Posted By: NITRC ADMIN - Apr 13, 2012
Tool/Resource: Journals
 

A forced-attention dichotic listening fMRI study on 113 subjects.

Brain Lang. 2012 Apr 9;

Authors: Kompus K, Specht K, Ersland L, Juvodden HT, van Wageningen H, Hugdahl K, Westerhausen R

Abstract
We report fMRI and behavioral data from 113 subjects on attention and cognitive control using a variant of the classic dichotic listening paradigm with pairwise presentations of consonant-vowel syllables. The syllable stimuli were presented in a block-design while subjects were in the MR scanner. The subjects were instructed to pay attention to and report either the left or right ear stimulus.

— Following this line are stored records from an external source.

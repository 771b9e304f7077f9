//! Redis-backed view cache and path invalidation.
//!
//! Rendered read models are stored under `view:{path}`. Mutations call
//! [`ViewInvalidator::revalidate_path`], which bumps the path's generation,
//! drops the cached entry and publishes the path so other processes can drop
//! their own copies. Readers note the generation before loading and store
//! only if it is unchanged, so a snapshot taken before an invalidation is
//! never written back over it.

use async_trait::async_trait;
use redis::{aio::ConnectionManager, AsyncCommands, RedisError, RedisResult, Script};
use serde::{de::DeserializeOwned, Serialize};
use tracing::{debug, warn};

#[cfg(any(test, feature = "test-utils"))]
use mockall::automock;

/// Cache key prefix for rendered views
pub const CACHE_PREFIX_VIEW: &str = "view:";

/// Cache key prefix for per-path generation counters
pub const CACHE_PREFIX_GENERATION: &str = "view:gen:";

/// Pub/sub channel carrying invalidated paths
pub const CHANNEL_VIEW_INVALIDATE: &str = "view:invalidate";

/// Sets KEYS[1] to ARGV[2] with TTL ARGV[3] only while the generation in
/// KEYS[2] (missing counts as 0) equals ARGV[1].
const STORE_IF_GENERATION: &str = r#"
local current = redis.call('GET', KEYS[2]) or '0'
if current == ARGV[1] then
    redis.call('SET', KEYS[1], ARGV[2], 'EX', ARGV[3])
    return 1
end
return 0
"#;

/// Cache key for a view path.
pub fn view_key(path: &str) -> String {
    format!("{}{}", CACHE_PREFIX_VIEW, path)
}

/// Generation counter key for a view path.
pub fn generation_key(path: &str) -> String {
    format!("{}{}", CACHE_PREFIX_GENERATION, path)
}

/// Signals that the read model behind a path is stale.
///
/// Failures are logged and swallowed; a missed invalidation only delays
/// freshness until the entry expires.
#[cfg_attr(any(test, feature = "test-utils"), automock)]
#[async_trait]
pub trait ViewInvalidator: Send + Sync {
    async fn revalidate_path(&self, path: &str);
}

/// Path-keyed storage of serialized read models.
#[cfg_attr(any(test, feature = "test-utils"), automock)]
#[async_trait]
pub trait ViewCache: Send + Sync {
    /// Cached JSON for a path; errors and misses both yield `None`.
    async fn get_json(&self, path: &str) -> Option<String>;

    /// Current invalidation generation of a path; `None` when unknown.
    async fn generation(&self, path: &str) -> Option<u64>;

    /// Store JSON for a path with the default TTL, unless the path was
    /// invalidated since `generation` was read. Returns whether it was stored.
    async fn set_json_if(&self, path: &str, json: String, generation: u64) -> bool;
}

/// Typed read through a [`ViewCache`]. Undecodable entries count as misses.
pub async fn get_view<T: DeserializeOwned>(cache: &dyn ViewCache, path: &str) -> Option<T> {
    let json = cache.get_json(path).await?;
    match serde_json::from_str(&json) {
        Ok(value) => Some(value),
        Err(e) => {
            warn!(path, error = %e, "Discarding undecodable cached view");
            None
        }
    }
}

/// Typed write through a [`ViewCache`], guarded by the generation read
/// before `value` was loaded.
pub async fn set_view<T: Serialize + Sync>(
    cache: &dyn ViewCache,
    path: &str,
    generation: u64,
    value: &T,
) {
    let json = match serde_json::to_string(value) {
        Ok(json) => json,
        Err(e) => {
            warn!(path, error = %e, "Failed to serialize view for caching");
            return;
        }
    };
    if !cache.set_json_if(path, json, generation).await {
        debug!(path, generation, "View invalidated while loading, not cached");
    }
}

/// Redis implementation of both cache traits.
#[derive(Clone)]
pub struct RedisViewCache {
    conn: ConnectionManager,
    ttl_seconds: u64,
    store_if: Script,
}

impl RedisViewCache {
    /// Connect to Redis.
    pub async fn connect(url: &str, ttl_seconds: u64) -> Result<Self, RedisError> {
        debug!("Connecting to Redis at {}", url);
        let client = redis::Client::open(url)?;
        let conn = ConnectionManager::new(client).await?;
        Ok(Self {
            conn,
            ttl_seconds,
            store_if: Script::new(STORE_IF_GENERATION),
        })
    }
}

#[async_trait]
impl ViewInvalidator for RedisViewCache {
    async fn revalidate_path(&self, path: &str) {
        let mut conn = self.conn.clone();
        let key = view_key(path);

        if let Err(e) = conn.incr::<_, _, u64>(generation_key(path), 1).await {
            warn!(path, error = %e, "Failed to bump view generation");
        }
        if let Err(e) = conn.del::<_, ()>(&key).await {
            warn!("Redis delete error for key {}: {}", key, e);
        }
        match conn.publish::<_, _, i64>(CHANNEL_VIEW_INVALIDATE, path).await {
            Ok(receivers) => debug!(path, receivers, "View invalidated"),
            Err(e) => warn!(path, error = %e, "Failed to publish view invalidation"),
        }
    }
}

#[async_trait]
impl ViewCache for RedisViewCache {
    async fn get_json(&self, path: &str) -> Option<String> {
        let mut conn = self.conn.clone();
        let key = view_key(path);
        match conn.get::<_, Option<String>>(&key).await {
            Ok(value) => value,
            Err(e) => {
                warn!("Redis get error for key {}: {}", key, e);
                None
            }
        }
    }

    async fn generation(&self, path: &str) -> Option<u64> {
        let mut conn = self.conn.clone();
        match conn.get::<_, Option<u64>>(generation_key(path)).await {
            Ok(generation) => Some(generation.unwrap_or(0)),
            Err(e) => {
                warn!(path, error = %e, "Failed to read view generation");
                None
            }
        }
    }

    async fn set_json_if(&self, path: &str, json: String, generation: u64) -> bool {
        let mut conn = self.conn.clone();
        let key = view_key(path);
        let stored: RedisResult<i64> = self
            .store_if
            .key(&key)
            .key(generation_key(path))
            .arg(generation)
            .arg(json)
            .arg(self.ttl_seconds)
            .invoke_async(&mut conn)
            .await;
        match stored {
            Ok(stored) => stored == 1,
            Err(e) => {
                warn!("Redis set error for key {}: {}", key, e);
                false
            }
        }
    }
}

#[cfg(test)]
mod tests {
    use super::*;

    #[test]
    fn test_view_key_prefixes_path() {
        assert_eq!(view_key("/dashboard/products"), "view:/dashboard/products");
        assert_eq!(
            generation_key("/dashboard/products"),
            "view:gen:/dashboard/products"
        );
    }

    #[tokio::test]
    async fn test_get_view_treats_garbage_as_miss() {
        let mut cache = MockViewCache::new();
        cache
            .expect_get_json()
            .returning(|_| Some("not json".to_string()));

        let value: Option<Vec<i32>> = get_view(&cache, "/x").await;
        assert!(value.is_none());
    }

    #[tokio::test]
    async fn test_set_view_serializes_value_with_generation() {
        let mut cache = MockViewCache::new();
        cache
            .expect_set_json_if()
            .withf(|path, json, generation| path == "/x" && json == "[1,2]" && *generation == 4)
            .times(1)
            .returning(|_, _, _| true);

        set_view(&cache, "/x", 4, &vec![1, 2]).await;
    }
}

The hypothesis was that paying attention to the left ear stimulus (FL condition) induces a cognitive conflict, requiring cognitive control processes, not seen when paying attention to the right ear stimulus (FR condition), due to the perceptual salience of the right ear stimulus in a dichotic situation. The FL condition resulted in distinct activations in the left inferior prefrontal gyrus and caudate nucleus, while the right inferior frontal gyrus and caudate were activated in both the FL and FR conditions, and in a non-instructed (NF) baseline condition.